You can terminate that employee who is off for a work injury…….but, based on this new 6th Circuit Court case, don’t forget that there are implications outside of workers’ compensation/FMLA/ADA issues

In Stein v. Atlas Industries, 2018 WL 1719097 (6th Cir. April 9, 2018) the 6th District considered an FMLA/ERISA action brought by an employee who was terminated after failing to show up for work after the physician treating him for a work-related injury released him to light-duty.

Stein tore his meniscus at work. After recovering from surgery, he was given a release slip from the doctor’s office that released him to light duty work. Stein gave the release to the workers’ compensation office at his employer, Atlas Industries. The doctor’s office notified Atlas that Stein could return to light duty the following Monday. Stein, however, thought he was on leave for several more weeks, as he still had FMLA leave available to him.

Monday came and went, and Atlas received no word from Stein. Atlas still heard nothing from Stein on Tuesday or Wednesday, and fired him on Thursday based upon company policy that employees who missed three workdays without notification were subject to automatic termination without exceptions.

Stein sued, claiming both FMLA interference and FMLA retaliation, along with a violation of the Employee Retirement Income Security Act. The district court granted Atlas summary judgment, and Stein appealed.

The Circuit Court affirmed summary judgment based on the FMLA interference claim, noting that:

an employee must “comply with [his] employer’s usual and customary notice and procedural requirements,” including internal call-in policies. 29 C.F.R. § 825.302(d); see Srouder v. Dana Light Axle Mfg., LLC, 725 F.3d 608, 615 (6th Cir. 2013). And where an employee fails to do so, the employer is within its rights to terminate him—even if the days he failed to call in were otherwise FMLA-protected.

The Circuit Court conceded that that an employer may not require that an employee return to work once cleared for light duty if the employee has unexhausted FMLA leave. However, the Court noted that:

The FMLA does not, however, prohibit employers from requiring that employees call in and provide notice about their intent to continue FMLA leave following their release to light-duty work….. Had Stein contacted Atlas to say that he was using his remaining two weeks of FMLA leave and the company subsequently fired him under the attendance policy, Stein would have a claim. But that is not what happened. Atlas’s policy required Stein either to return to work or call in and report his intentions, and Stein did neither. So the light-duty regulations do not protect him.

The Court also rejected Stein’s argument Atlas violated the FMLA regulations under which an employer cannot fire an employee who fails to provide notice due to “unusual circumstances.” 29 C.F.R. § 825.302(d). Stein claimed that he had no idea that he was released for light-duty work, and that Atlas’s handbook did not require him to call in. The 6th Circuit Court did not agree that these constituted “unusual circumstances” under the FMLA definition.
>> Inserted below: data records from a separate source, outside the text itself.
use std::sync::Arc;

use quiz_core::model::QuizSettings;
use storage::bank::QuestionBank;
use storage::repository::HistoryRepository;

use super::controller::QuizSessionController;
use crate::Clock;
use crate::capabilities::SessionCapabilities;

/// Hands out session controllers wired to the shared bank and history store.
#[derive(Clone)]
pub struct QuizSessionService {
    clock: Clock,
    settings: QuizSettings,
    bank: Arc<dyn QuestionBank>,
    history: Arc<dyn HistoryRepository>,
}

impl QuizSessionService {
    #[must_use]
    pub fn new(
        clock: Clock,
        settings: QuizSettings,
        bank: Arc<dyn QuestionBank>,
        history: Arc<dyn HistoryRepository>,
    ) -> Self {
        Self {
            clock,
            settings,
            bank,
            history,
        }
    }

    /// A fresh controller in the `Loading` phase.
    #[must_use]
    pub fn controller(&self, capabilities: SessionCapabilities) -> QuizSessionController {
        QuizSessionController::new(
            self.clock,
            self.settings,
            Arc::clone(&self.bank),
            Arc::clone(&self.history),
            capabilities,
        )
    }
}
mod controller;
mod report;
mod service;

// Public API of the session subsystem.
pub use crate::error::SessionError;
pub use controller::QuizSessionController;
pub use report::{CompletionReport, ConfirmReport, HistoryWrite, Resolution, Step};
pub use service::QuizSessionService;
use dioxus::prelude::*;
use dioxus_router::Router;

use crate::routes::Route;

#[component]
pub fn App() -> Element {
    rsx! {
        document::Stylesheet { href: asset!("/assets/style.css") }

        document::Title { "Quiz" }

        div { class: "app-root",
            ErrorBoundary {
                handle_error: |errors: ErrorContext| rsx! {
                    div { class: "fatal",
                        h1 { "Something went wrong" }
                        pre { "{errors:?}" }
                    }
                },
                Router::<Route> {}
            }
        }
    }
}
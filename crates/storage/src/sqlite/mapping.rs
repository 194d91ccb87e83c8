use quiz_core::model::{HistoryEntry, HistoryEntryId, Level};
use sqlx::Row;

use crate::repository::StorageError;

pub(crate) fn ser<E: core::fmt::Display>(e: E) -> StorageError {
    StorageError::Serialization(e.to_string())
}

pub(crate) fn history_id_to_i64(id: HistoryEntryId) -> Result<i64, StorageError> {
    i64::try_from(id.value())
        .map_err(|_| StorageError::Serialization("history id overflow".into()))
}

fn i64_to_u32(field: &'static str, v: i64) -> Result<u32, StorageError> {
    u32::try_from(v).map_err(|_| StorageError::Serialization(format!("invalid {field}: {v}")))
}

pub(crate) fn level_from_i64(v: i64) -> Result<Level, StorageError> {
    u8::try_from(v)
        .ok()
        .and_then(Level::from_rank)
        .ok_or_else(|| StorageError::Serialization(format!("invalid level: {v}")))
}

pub(crate) fn map_history_row(row: &sqlx::sqlite::SqliteRow) -> Result<HistoryEntry, StorageError> {
    let id: i64 = row.try_get("id").map_err(ser)?;
    let id = u64::try_from(id)
        .map(HistoryEntryId::new)
        .map_err(|_| StorageError::Serialization(format!("invalid id: {id}")))?;
    let quiz_title: String = row.try_get("quiz_title").map_err(ser)?;
    let level = level_from_i64(row.try_get("level").map_err(ser)?)?;
    let points = i64_to_u32("points", row.try_get("points").map_err(ser)?)?;
    let questions = i64_to_u32("questions", row.try_get("questions").map_err(ser)?)?;

    HistoryEntry::from_persisted(id, quiz_title, level, points, questions).map_err(ser)
}
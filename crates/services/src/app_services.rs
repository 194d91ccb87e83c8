use std::sync::Arc;

use quiz_core::model::QuizSettings;
use storage::bank::{QuestionBank, StaticQuestionBank};
use storage::repository::Storage;

use crate::Clock;
use crate::catalog_service::QuizCatalogService;
use crate::error::AppServicesError;
use crate::history_service::HistoryService;
use crate::sessions::QuizSessionService;

/// Assembles app-facing services over one bank and one history store.
#[derive(Clone)]
pub struct AppServices {
    catalog: Arc<QuizCatalogService>,
    history: Arc<HistoryService>,
    quiz_sessions: Arc<QuizSessionService>,
}

impl AppServices {
    /// Build services backed by `SQLite` history and the bundled question bank.
    ///
    /// # Errors
    ///
    /// Returns `AppServicesError` if storage or the bank cannot be initialized.
    pub async fn new_sqlite(
        db_url: &str,
        clock: Clock,
        settings: QuizSettings,
    ) -> Result<Self, AppServicesError> {
        let storage = Storage::sqlite(db_url).await?;
        let bank: Arc<dyn QuestionBank> = Arc::new(StaticQuestionBank::builtin()?);
        Ok(Self::from_parts(clock, settings, bank, &storage))
    }

    /// Build services with in-memory history and the bundled question bank.
    ///
    /// # Errors
    ///
    /// Returns `AppServicesError::Bank` if the bundled bank is malformed.
    pub fn in_memory(clock: Clock, settings: QuizSettings) -> Result<Self, AppServicesError> {
        let bank: Arc<dyn QuestionBank> = Arc::new(StaticQuestionBank::builtin()?);
        Ok(Self::from_parts(clock, settings, bank, &Storage::in_memory()))
    }

    #[must_use]
    pub fn from_parts(
        clock: Clock,
        settings: QuizSettings,
        bank: Arc<dyn QuestionBank>,
        storage: &Storage,
    ) -> Self {
        let catalog = Arc::new(QuizCatalogService::new(Arc::clone(&bank)));
        let history = Arc::new(HistoryService::new(Arc::clone(&storage.history)));
        let quiz_sessions = Arc::new(QuizSessionService::new(
            clock,
            settings,
            bank,
            Arc::clone(&storage.history),
        ));

        Self {
            catalog,
            history,
            quiz_sessions,
        }
    }

    #[must_use]
    pub fn catalog(&self) -> Arc<QuizCatalogService> {
        Arc::clone(&self.catalog)
    }

    #[must_use]
    pub fn history(&self) -> Arc<HistoryService> {
        Arc::clone(&self.history)
    }

    #[must_use]
    pub fn quiz_sessions(&self) -> Arc<QuizSessionService> {
        Arc::clone(&self.quiz_sessions)
    }
}
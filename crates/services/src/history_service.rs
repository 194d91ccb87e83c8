use chrono::{DateTime, Utc};
use std::sync::Arc;

use quiz_core::model::{HistoryEntry, HistoryEntryId, Level};
use storage::repository::HistoryRepository;

use crate::error::HistoryServiceError;

/// Presentation-agnostic history row. The UI formats dates and scores.
#[derive(Debug, Clone, PartialEq, Eq)]
pub struct HistoryListItem {
    pub id: HistoryEntryId,
    pub quiz_title: String,
    pub level: Level,
    pub points: u32,
    pub questions: u32,
    pub recorded_at: Option<DateTime<Utc>>,
}

impl HistoryListItem {
    #[must_use]
    pub fn from_entry(entry: &HistoryEntry) -> Self {
        Self {
            id: entry.id(),
            quiz_title: entry.quiz_title().to_owned(),
            level: entry.level(),
            points: entry.points(),
            questions: entry.questions(),
            recorded_at: entry.recorded_at(),
        }
    }
}

/// Facade over the history store for the history screen.
#[derive(Clone)]
pub struct HistoryService {
    history: Arc<dyn HistoryRepository>,
}

impl HistoryService {
    #[must_use]
    pub fn new(history: Arc<dyn HistoryRepository>) -> Self {
        Self { history }
    }

    /// # Errors
    ///
    /// Returns `HistoryServiceError::Storage` on repository failures.
    pub async fn list_recent(&self, limit: u32) -> Result<Vec<HistoryListItem>, HistoryServiceError> {
        let entries = self.history.list_recent(limit).await?;
        Ok(entries.iter().map(HistoryListItem::from_entry).collect())
    }

    /// # Errors
    ///
    /// Returns `HistoryServiceError::Storage` if the entry is missing or removal fails.
    pub async fn remove(&self, id: HistoryEntryId) -> Result<(), HistoryServiceError> {
        self.history.remove(id).await?;
        tracing::info!(entry_id = %id, "history entry removed");
        Ok(())
    }
}

#[cfg(test)]
mod tests {
    use super::*;
    use quiz_core::time::fixed_now;
    use storage::repository::{InMemoryRepository, StorageError};

    #[tokio::test]
    async fn lists_and_removes_entries() {
        let repo = Arc::new(InMemoryRepository::new());
        let id = HistoryEntryId::from_millis(fixed_now().timestamp_millis());
        let entry = HistoryEntry::from_persisted(id, "Math", Level::Easy, 2, 3).unwrap();
        repo.append(&entry).await.unwrap();

        let service = HistoryService::new(repo);
        let items = service.list_recent(10).await.unwrap();
        assert_eq!(items.len(), 1);
        assert_eq!(items[0].points, 2);
        assert_eq!(items[0].recorded_at, Some(fixed_now()));

        service.remove(id).await.unwrap();
        assert!(service.list_recent(10).await.unwrap().is_empty());
        assert!(matches!(
            service.remove(id).await,
            Err(HistoryServiceError::Storage(StorageError::NotFound))
        ));
    }
}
Lastly, the Court rejected Stein’s argument that Atlas violated the FMLA retaliation provisions, noting that Stein was not fired right after he sought FMLA leave. Rather, the termination did not occur until after Stein had already been allowed 10 weeks of leave.

HOWEVER-AND THIS IS WHY YOU NEED TO THINK TWICE BEFORE ISSUING THAT TERMINATION NOTICE, the 6th District allowed Stein’s action for retaliation and interference under ERISA to go forward. The court noted that Stein had a son who suffered from a rare neurological condition and for whom the company had spent over $500,000 in medical expenses the year before Stein was fired. The Court noted that,

Both before and after Stein’s firing, Atlas publicly expressed its worry about “skyrocket[ing]” health-care costs in a series of employee notices. R. 66-11, Pg. ID 1927-32…. While [Stein’s son] was hospitalized, Stein says that Atlas’s vice-president of operations twice told him that he hoped [he] would be released soon—because his care was getting expensive for the company.

What’s the moral of this story? Dot your i’s and cross your t’s if you intend to terminate a no call/no show employee who is off for a work-related injury (and don’t forget about a possible workers’ compensation retaliation action).  And also don’t forget that there might be other issues lurking out there as well.